● Work to complete
Compute how many lines in the data below hold the word "matches", then report that number with nothing else.

● Material provided

· · · · · · ·

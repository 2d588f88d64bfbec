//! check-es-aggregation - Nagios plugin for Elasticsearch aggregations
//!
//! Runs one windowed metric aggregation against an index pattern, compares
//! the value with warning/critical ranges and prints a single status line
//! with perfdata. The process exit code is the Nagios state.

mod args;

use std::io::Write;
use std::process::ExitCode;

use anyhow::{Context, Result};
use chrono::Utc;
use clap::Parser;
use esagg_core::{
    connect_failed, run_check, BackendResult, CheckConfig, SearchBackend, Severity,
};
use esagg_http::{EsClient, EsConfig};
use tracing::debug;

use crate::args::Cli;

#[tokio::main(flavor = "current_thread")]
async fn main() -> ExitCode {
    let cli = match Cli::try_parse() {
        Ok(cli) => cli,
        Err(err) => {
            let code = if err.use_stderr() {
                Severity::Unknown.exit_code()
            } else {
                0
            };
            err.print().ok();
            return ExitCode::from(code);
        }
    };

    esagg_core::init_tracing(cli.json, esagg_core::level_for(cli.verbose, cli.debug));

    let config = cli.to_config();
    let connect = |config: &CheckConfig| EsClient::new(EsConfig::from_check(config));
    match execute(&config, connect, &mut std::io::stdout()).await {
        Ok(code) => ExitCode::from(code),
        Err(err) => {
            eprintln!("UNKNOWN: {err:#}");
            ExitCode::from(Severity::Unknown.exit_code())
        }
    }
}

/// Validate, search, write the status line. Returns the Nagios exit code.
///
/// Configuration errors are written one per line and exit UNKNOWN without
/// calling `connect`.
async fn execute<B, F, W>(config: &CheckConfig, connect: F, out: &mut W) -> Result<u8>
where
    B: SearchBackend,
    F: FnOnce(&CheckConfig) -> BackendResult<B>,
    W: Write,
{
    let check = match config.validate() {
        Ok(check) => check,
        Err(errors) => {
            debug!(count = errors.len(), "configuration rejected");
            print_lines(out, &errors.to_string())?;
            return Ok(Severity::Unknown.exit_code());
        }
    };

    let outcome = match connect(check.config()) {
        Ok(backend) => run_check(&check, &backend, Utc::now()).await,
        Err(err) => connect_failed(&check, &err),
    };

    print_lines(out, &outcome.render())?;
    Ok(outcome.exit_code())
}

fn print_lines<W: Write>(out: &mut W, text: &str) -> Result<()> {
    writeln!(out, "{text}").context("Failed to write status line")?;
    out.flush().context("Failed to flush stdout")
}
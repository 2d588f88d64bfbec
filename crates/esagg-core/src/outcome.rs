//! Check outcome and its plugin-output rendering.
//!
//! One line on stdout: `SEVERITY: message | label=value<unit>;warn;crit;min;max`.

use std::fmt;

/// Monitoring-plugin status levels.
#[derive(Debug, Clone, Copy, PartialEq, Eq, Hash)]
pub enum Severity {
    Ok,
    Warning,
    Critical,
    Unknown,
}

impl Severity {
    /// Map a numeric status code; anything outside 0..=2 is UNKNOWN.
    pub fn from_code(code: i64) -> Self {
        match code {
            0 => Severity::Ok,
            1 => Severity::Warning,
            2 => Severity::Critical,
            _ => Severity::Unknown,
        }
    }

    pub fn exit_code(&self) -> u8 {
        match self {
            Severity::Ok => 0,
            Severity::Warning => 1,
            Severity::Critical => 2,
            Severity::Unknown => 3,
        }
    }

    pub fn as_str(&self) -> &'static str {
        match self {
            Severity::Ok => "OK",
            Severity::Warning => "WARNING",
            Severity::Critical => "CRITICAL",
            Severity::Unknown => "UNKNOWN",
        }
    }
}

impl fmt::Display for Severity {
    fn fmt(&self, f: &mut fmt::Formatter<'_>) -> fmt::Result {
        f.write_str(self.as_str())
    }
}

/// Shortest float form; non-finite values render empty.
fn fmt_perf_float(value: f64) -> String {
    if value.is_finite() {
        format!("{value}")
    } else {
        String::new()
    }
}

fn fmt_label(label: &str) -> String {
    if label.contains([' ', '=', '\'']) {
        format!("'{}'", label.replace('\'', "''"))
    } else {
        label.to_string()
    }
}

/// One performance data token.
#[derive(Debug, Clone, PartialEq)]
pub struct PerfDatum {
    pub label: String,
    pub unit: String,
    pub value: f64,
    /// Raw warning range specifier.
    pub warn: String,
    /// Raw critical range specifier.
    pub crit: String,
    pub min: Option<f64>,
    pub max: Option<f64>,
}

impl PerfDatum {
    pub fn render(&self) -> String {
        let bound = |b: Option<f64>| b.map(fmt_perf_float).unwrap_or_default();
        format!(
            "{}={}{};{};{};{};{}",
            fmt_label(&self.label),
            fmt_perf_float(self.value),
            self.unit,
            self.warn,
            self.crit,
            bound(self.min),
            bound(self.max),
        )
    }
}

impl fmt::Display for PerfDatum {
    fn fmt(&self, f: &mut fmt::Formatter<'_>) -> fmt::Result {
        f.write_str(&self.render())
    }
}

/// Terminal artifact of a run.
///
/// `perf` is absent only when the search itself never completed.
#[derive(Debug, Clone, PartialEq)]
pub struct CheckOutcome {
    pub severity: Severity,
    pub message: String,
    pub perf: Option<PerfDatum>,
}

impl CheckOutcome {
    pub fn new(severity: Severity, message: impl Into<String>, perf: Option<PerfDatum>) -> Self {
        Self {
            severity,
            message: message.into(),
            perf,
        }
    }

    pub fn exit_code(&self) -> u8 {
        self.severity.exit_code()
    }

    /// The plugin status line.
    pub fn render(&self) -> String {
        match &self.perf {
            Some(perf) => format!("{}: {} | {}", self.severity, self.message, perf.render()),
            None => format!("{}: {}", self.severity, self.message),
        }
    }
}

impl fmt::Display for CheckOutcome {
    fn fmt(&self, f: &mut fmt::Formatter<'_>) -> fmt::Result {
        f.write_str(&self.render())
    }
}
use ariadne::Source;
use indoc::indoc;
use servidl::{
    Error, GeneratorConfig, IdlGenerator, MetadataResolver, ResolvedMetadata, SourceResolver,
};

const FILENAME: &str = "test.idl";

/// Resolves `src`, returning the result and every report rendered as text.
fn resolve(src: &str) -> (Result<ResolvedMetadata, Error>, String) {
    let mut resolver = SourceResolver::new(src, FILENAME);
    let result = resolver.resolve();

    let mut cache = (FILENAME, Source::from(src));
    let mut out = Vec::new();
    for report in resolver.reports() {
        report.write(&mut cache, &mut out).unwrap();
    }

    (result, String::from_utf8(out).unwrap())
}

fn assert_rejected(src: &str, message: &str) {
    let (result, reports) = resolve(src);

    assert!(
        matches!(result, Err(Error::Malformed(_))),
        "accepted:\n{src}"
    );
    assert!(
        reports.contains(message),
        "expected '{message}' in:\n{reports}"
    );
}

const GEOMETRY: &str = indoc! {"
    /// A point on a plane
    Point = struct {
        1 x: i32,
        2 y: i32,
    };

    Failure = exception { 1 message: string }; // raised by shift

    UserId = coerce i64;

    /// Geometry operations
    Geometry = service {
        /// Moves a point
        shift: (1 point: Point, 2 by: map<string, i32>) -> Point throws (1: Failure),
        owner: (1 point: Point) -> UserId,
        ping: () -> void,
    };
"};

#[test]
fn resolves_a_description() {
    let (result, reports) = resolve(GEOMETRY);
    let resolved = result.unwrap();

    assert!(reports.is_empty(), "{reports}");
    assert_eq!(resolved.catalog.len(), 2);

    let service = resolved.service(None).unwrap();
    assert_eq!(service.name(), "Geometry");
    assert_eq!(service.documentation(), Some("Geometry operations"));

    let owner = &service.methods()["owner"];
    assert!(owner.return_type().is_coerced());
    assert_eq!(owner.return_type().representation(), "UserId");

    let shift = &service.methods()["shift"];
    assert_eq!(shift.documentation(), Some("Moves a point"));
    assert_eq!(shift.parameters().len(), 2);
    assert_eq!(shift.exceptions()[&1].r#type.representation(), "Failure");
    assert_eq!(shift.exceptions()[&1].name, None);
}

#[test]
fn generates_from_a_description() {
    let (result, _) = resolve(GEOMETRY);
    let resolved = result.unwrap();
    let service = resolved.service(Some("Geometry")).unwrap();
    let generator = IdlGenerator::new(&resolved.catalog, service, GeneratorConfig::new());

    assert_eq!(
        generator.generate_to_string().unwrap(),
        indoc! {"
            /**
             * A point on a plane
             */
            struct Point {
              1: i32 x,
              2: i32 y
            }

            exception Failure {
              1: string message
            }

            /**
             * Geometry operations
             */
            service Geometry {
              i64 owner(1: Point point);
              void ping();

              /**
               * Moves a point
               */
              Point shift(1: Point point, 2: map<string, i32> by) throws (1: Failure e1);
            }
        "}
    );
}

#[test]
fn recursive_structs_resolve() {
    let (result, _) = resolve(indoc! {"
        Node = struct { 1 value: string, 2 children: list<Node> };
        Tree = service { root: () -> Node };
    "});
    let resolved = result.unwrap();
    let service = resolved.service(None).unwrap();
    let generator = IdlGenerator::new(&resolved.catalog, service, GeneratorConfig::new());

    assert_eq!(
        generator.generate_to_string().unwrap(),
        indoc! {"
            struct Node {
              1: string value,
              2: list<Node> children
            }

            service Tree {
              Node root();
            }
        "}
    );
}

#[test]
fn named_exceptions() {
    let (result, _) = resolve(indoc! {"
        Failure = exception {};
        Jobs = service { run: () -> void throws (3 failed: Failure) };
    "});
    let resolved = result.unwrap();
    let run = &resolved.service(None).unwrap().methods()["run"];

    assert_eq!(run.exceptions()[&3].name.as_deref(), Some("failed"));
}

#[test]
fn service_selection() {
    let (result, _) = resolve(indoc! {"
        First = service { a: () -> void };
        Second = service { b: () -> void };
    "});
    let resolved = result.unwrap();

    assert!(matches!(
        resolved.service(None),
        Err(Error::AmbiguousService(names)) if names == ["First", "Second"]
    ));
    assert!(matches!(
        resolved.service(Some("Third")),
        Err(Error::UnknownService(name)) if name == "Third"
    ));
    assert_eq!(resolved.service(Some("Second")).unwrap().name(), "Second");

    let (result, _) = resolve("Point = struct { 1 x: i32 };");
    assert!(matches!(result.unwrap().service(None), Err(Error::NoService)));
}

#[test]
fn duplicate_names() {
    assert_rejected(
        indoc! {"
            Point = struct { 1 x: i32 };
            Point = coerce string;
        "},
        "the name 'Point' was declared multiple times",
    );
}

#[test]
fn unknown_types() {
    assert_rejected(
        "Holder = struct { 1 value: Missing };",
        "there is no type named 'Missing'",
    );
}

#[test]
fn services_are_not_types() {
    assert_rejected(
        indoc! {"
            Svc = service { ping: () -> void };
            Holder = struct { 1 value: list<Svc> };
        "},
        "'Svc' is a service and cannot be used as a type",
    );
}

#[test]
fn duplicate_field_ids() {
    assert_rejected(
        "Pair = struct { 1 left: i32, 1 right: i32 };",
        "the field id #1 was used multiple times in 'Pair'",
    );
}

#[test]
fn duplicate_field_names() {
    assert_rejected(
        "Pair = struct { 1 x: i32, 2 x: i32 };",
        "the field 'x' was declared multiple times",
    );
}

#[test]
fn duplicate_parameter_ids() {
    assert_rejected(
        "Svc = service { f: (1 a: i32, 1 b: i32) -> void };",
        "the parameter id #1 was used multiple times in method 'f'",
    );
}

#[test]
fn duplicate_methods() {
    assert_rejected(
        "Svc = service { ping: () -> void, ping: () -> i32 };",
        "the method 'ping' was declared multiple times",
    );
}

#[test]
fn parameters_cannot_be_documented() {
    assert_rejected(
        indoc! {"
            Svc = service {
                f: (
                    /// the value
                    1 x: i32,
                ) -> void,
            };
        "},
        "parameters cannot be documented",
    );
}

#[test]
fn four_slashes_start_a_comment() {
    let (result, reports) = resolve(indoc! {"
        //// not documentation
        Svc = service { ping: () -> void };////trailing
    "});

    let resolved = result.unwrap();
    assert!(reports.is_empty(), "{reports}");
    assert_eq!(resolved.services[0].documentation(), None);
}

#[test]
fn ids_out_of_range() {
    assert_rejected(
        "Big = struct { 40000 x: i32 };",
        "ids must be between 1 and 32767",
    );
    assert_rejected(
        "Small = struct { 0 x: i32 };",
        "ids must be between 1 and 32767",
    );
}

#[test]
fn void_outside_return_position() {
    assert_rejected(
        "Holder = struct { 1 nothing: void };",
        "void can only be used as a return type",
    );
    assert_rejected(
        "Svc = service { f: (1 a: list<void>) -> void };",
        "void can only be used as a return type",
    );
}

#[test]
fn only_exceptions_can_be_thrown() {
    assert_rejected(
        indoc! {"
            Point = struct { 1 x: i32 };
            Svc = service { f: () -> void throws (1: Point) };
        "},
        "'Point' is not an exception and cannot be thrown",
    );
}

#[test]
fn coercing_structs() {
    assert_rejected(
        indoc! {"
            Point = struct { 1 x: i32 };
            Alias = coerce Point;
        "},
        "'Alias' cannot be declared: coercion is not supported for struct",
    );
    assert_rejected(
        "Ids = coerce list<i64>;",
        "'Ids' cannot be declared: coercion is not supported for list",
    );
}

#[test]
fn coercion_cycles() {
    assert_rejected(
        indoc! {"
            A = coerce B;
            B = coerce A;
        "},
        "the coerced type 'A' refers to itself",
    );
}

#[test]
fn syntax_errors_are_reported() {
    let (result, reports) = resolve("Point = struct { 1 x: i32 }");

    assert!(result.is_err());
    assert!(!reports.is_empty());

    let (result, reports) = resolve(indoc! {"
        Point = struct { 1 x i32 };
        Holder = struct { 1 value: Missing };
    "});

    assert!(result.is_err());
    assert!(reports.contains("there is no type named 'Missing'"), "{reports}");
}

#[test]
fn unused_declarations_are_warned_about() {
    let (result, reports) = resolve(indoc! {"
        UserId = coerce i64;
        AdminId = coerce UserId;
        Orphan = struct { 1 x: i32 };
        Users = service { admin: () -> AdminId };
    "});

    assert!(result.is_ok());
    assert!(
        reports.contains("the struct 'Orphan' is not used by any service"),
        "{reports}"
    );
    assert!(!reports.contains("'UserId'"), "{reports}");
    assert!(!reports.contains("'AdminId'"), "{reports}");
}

· · · · · · ·

● Expected output
4